Nach wie vor mangelt es an einer wirksamen Opposition im Parlament, denn die nicht regierenden Parteien schließen sich nur in Ausnahmefällen zusammen. Die Linken setzen auf die Aufrechterhaltung der schmerzhaften Erinnerung des Putsches, aber dies geht über das Motto Fuera JOH (JOH raus) nicht hinaus. Es existiert kein reales alternatives politisches Programm, wie die Zeit nach Hernandez aussehen könnte. Ebenso liegt kein Vorschlag für neue staatliche Strukturen vor, um die stetige Verschlechterung der Lebensbedingungen für zwei Drittel der Bevölkerung aufzuhalten.

Auch für unmittelbare Herausforderungen wie die Karawane der Tausenden von Migrant*innen, die aus dem Land fliehen (vgl. Beitrag in dieser ila), hat die Opposition eine Lösung. Der offensichtliche Hintergrund für diese massenhafte Flucht, 70,8 Prozent der Erwerbsbevölkerung haben nur eine informelle oder eine prekäre Arbeitsanstellung, scheint vergessen.
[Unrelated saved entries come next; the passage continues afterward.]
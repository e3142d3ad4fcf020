//! Integration tests for emit
//!
//! Each test serves a handler through `emit::server::Server` on an ephemeral
//! local port and talks to it with reqwest.

mod helpers;

mod http_basic;
mod json;
mod cookies;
Die Opposition improvisiert vor sich hin und glaubt, damit die nächsten Wahlen gewinnen zu können.

Es gibt kleine Erfolge, zum Beispiel ist es der indigenen Bewegung gelungen, den Agua-Zarca-Staudamm bislang zu verhindern und andere Projekte stark zu verzögern, das allerdings jedoch zu einem sehr hohen Preis.

Der Putsch und seine Folgen sind bis heute im Bewusstsein und der Kommunikation der Honduraner*innen allgegenwärtig, in jedem Gespräch wird er irgendwann zum Thema. Es gibt ein Vorher und ein Nachher. Der Land wurde in zwei Teile gespalten: golpistas und antigolpistas. Gleichzeitig haben die Rechtsregierungen seit 2009 die Macht der kleinen Oligarchie und der mit ihr verbündeten internationalen Unternehmen und Banken wieder gefestigt.